QUESTION: A new board wants to review the executive meeting minutes for the last two years. Only one member of this five member board is an incumbent. Does the new board have the right to review another board’s executive meeting minutes and if so, how far back can they demand?
ANSWER: With some narrow exceptions, all board members have the right to review all executive session minutes as far back as they want to go. It does not matter that they were not on previous boards.
Exceptions. Minutes are the historical records of the corporation. By statute, directors have the right to review them. Even so, despite the broad language in the Corporations Code, the right is not absolute. Courts have carved out exceptions involving privacy issues and conflicts of interest.
RECOMMENDATION. If your board has concerns about records as they relate to a specific director, they should talk to legal counsel.
Attorneys Jasmine Fisher and Cang Le will be presenters in a Webinar Series for managers put on by the California Association of Community Managers. The topic will be “Boxes, Bugs and Blights: How to Combat Hoarding in HOAs.”
The webinar will provide managers with an in-depth review of what qualifies as hoarding, provide strategies for dealing with hoarders, and identify resources that can be used.
The webinar will be held on August 19 from 11:00 am to noon. All community managers are invited to attend. CCAMs earn 1 CEU. Learn more and register at CACM Webinar Series.
Ignoring Legal Advice. I found your article extremely interesting. I’m afraid some will take your comments to mean boards can ignore advice they disagree with. Could you please clarify what you mean? -Marc B.
RESPONSE: A careful reading of my article would not lead to that conclusion. But, I have no doubt some knucklehead on a board somewhere would do just that or, in the alternative, advocate attorney shopping until he gets the opinion he wants.

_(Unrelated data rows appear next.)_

//! Layer-configuration file parsing.
//!
//! Layers are declared in an INI-style file, one section per layer:
//!
//! ```ini
//! [base]
//! Type = System
//! Backend = persistent
//! Priority = 1
//! Description = Base system configuration
//! ```
//!
//! Section order is significant: it fixes the insertion order used to break
//! priority ties during cross-layer resolution, so the parser returns the
//! layers as an ordered list rather than a map.

use std::fs;
use std::str::FromStr;

use camino::{Utf8Path, Utf8PathBuf};
use serde::{Deserialize, Serialize};
use strum::{Display, EnumString};
use thiserror::Error;

/// Whether a layer holds system-wide or per-user settings.
#[derive(
    Debug, Clone, Copy, PartialEq, Eq, Hash, Deserialize, Serialize, EnumString, Display,
)]
#[serde(rename_all = "snake_case")]
#[strum(serialize_all = "lowercase", ascii_case_insensitive)]
pub enum LayerKind {
    /// Shared system settings; mutations are restricted to root.
    System,
    /// Per-user settings; the database is selected by the caller's uid.
    User,
}

/// Storage module backing a layer.
#[derive(
    Debug, Clone, Copy, PartialEq, Eq, Hash, Deserialize, Serialize, EnumString, Display,
)]
#[serde(rename_all = "snake_case")]
#[strum(serialize_all = "lowercase", ascii_case_insensitive)]
pub enum BackendKind {
    /// On-disk database, one file per layer (and per uid for user layers).
    Persistent,
    /// Process-lifetime in-memory store.
    Memory,
}

/// One configured layer.
#[derive(Debug, Clone, PartialEq, Eq)]
pub struct LayerConfig {
    /// Layer name, unique within the configuration.
    pub name: String,
    /// System or user scope.
    pub kind: LayerKind,
    /// Storage module backing the layer.
    pub backend: BackendKind,
    /// Priority for cross-layer resolution; higher wins within a kind.
    pub priority: u32,
    /// Free-text description.
    pub description: String,
}

/// Errors raised while reading or parsing the configuration file.
#[derive(Debug, Error)]
pub enum ConfigError {
    /// The configuration file could not be read.
    #[error("failed to read '{path}': {source}")]
    Read {
        path: Utf8PathBuf,
        #[source]
        source: std::io::Error,
    },
    /// A line was neither a section header, a key assignment, nor blank.
    #[error("line {line}: expected 'key = value'")]
    Malformed { line: usize },
    /// A key assignment appeared before any section header.
    #[error("line {line}: assignment outside of a layer section")]
    OrphanAssignment { line: usize },
    /// A section name was repeated.
    #[error("line {line}: duplicate layer '{name}'")]
    DuplicateLayer { line: usize, name: String },
    /// A section carried a key the format does not define.
    #[error("line {line}: unknown key '{key}'")]
    UnknownKey { line: usize, key: String },
    /// A value failed to parse for its key.
    #[error("line {line}: invalid value '{value}' for '{key}'")]
    InvalidValue {
        line: usize,
        key: String,
        value: String,
    },
    /// A section was missing one of its required keys.
    #[error("layer '{name}' is missing required key '{key}'")]
    MissingKey { name: String, key: &'static str },
    /// A section header was empty.
    #[error("line {line}: empty layer name")]
    EmptyLayerName { line: usize },
}

/// Reads and parses the layer configuration at `path`.
///
/// # Errors
///
/// Returns [`ConfigError`] when the file cannot be read or fails to parse.
pub fn load_layer_configs(path: &Utf8Path) -> Result<Vec<LayerConfig>, ConfigError> {
    let text = fs::read_to_string(path).map_err(|source| ConfigError::Read {
        path: path.to_path_buf(),
        source,
    })?;
    parse_layer_configs(&text)
}

/// Parses layer configuration text into ordered layer entries.
///
/// # Errors
///
/// Returns [`ConfigError`] for malformed lines, duplicate or incomplete
/// sections, and unparseable values.
pub fn parse_layer_configs(text: &str) -> Result<Vec<LayerConfig>, ConfigError> {
    let mut layers: Vec<LayerConfig> = Vec::new();
    let mut current: Option<SectionBuilder> = None;

    for (index, raw_line) in text.lines().enumerate() {
        let line = index + 1;
        let trimmed = raw_line.trim();
        if trimmed.is_empty() || trimmed.starts_with('#') || trimmed.starts_with(';') {
            continue;
        }

        if let Some(name) = trimmed.strip_prefix('[') {
            let name = name
                .strip_suffix(']')
                .ok_or(ConfigError::Malformed { line })?
                .trim();
            if name.is_empty() {
                return Err(ConfigError::EmptyLayerName { line });
            }
            if let Some(section) = current.take() {
                layers.push(section.finish()?);
            }
            if layers.iter().any(|layer| layer.name == name) {
                return Err(ConfigError::DuplicateLayer {
                    line,
                    name: name.to_string(),
                });
            }
            current = Some(SectionBuilder::new(name));
            continue;
        }

        let (key, value) = trimmed
            .split_once('=')
            .ok_or(ConfigError::Malformed { line })?;
        let section = current.as_mut().ok_or(ConfigError::OrphanAssignment { line })?;
        section.assign(line, key.trim(), value.trim())?;
    }

    if let Some(section) = current.take() {
        layers.push(section.finish()?);
    }

    Ok(layers)
}

struct SectionBuilder {
    name: String,
    kind: Option<LayerKind>,
    backend: Option<BackendKind>,
    priority: Option<u32>,
    description: Option<String>,
}

impl SectionBuilder {
    fn new(name: &str) -> Self {
        Self {
            name: name.to_string(),
            kind: None,
            backend: None,
            priority: None,
            description: None,
        }
    }

    fn assign(&mut self, line: usize, key: &str, value: &str) -> Result<(), ConfigError> {
        let invalid = || ConfigError::InvalidValue {
            line,
            key: key.to_string(),
            value: value.to_string(),
        };
        match key.to_ascii_lowercase().as_str() {
            "type" => self.kind = Some(LayerKind::from_str(value).map_err(|_| invalid())?),
            "backend" => {
                self.backend = Some(BackendKind::from_str(value).map_err(|_| invalid())?);
            }
            "priority" => self.priority = Some(value.parse().map_err(|_| invalid())?),
            "description" => self.description = Some(value.to_string()),
            _ => {
                return Err(ConfigError::UnknownKey {
                    line,
                    key: key.to_string(),
                });
            }
        }
        Ok(())
    }

    fn finish(self) -> Result<LayerConfig, ConfigError> {
        let missing = |key| ConfigError::MissingKey {
            name: self.name.clone(),
            key,
        };
        Ok(LayerConfig {
            kind: self.kind.ok_or_else(|| missing("Type"))?,
            backend: self.backend.ok_or_else(|| missing("Backend"))?,
            priority: self.priority.ok_or_else(|| missing("Priority"))?,
            description: self.description.unwrap_or_default(),
            name: self.name,
        })
    }
}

Clear Direction. A good HOA attorney will always tell directors what they need to hear, not what they want to hear. Some legal opinions are crystal clear, “No, you can’t do that!” Or, “If you want to call a meeting, here is what the law requires.”
Options. Many times, however, boards are presented with options–Option A or Option B (and sometimes, Option C). The board must then weigh the risks and rewards of each and make a business decision. The attorney might recommend Option A. But, because they are all viable options, the board might weigh factors differently and choose Option C.
Business Judgment. Did they just ignore legal counsel and breach their fiduciary duties? No, they listened, weighed the choices and arrived at a different conclusion. Is it possible there could be fallout? Certainly. If Option C goes badly, so could the membership. Nonetheless, directors are protected from personal liability if they followed the Business Judgment Rule.
Citizen’s Arrest #1. I wish ALL would follow Linda H’s way of thinking before barking! Common sense is good for the mind and it’s actions. As for George G. and his remark, that is what a newsletter is intended for, helping and protecting no matter what the topic is. It is disturbing if you think this behavior should be on display for all eyes young and old. -Steve C.
Citizen’s Arrest #2. Judging from George G’s remarks, he must engage in the same behavior as the neighbor in the next building. -Will B.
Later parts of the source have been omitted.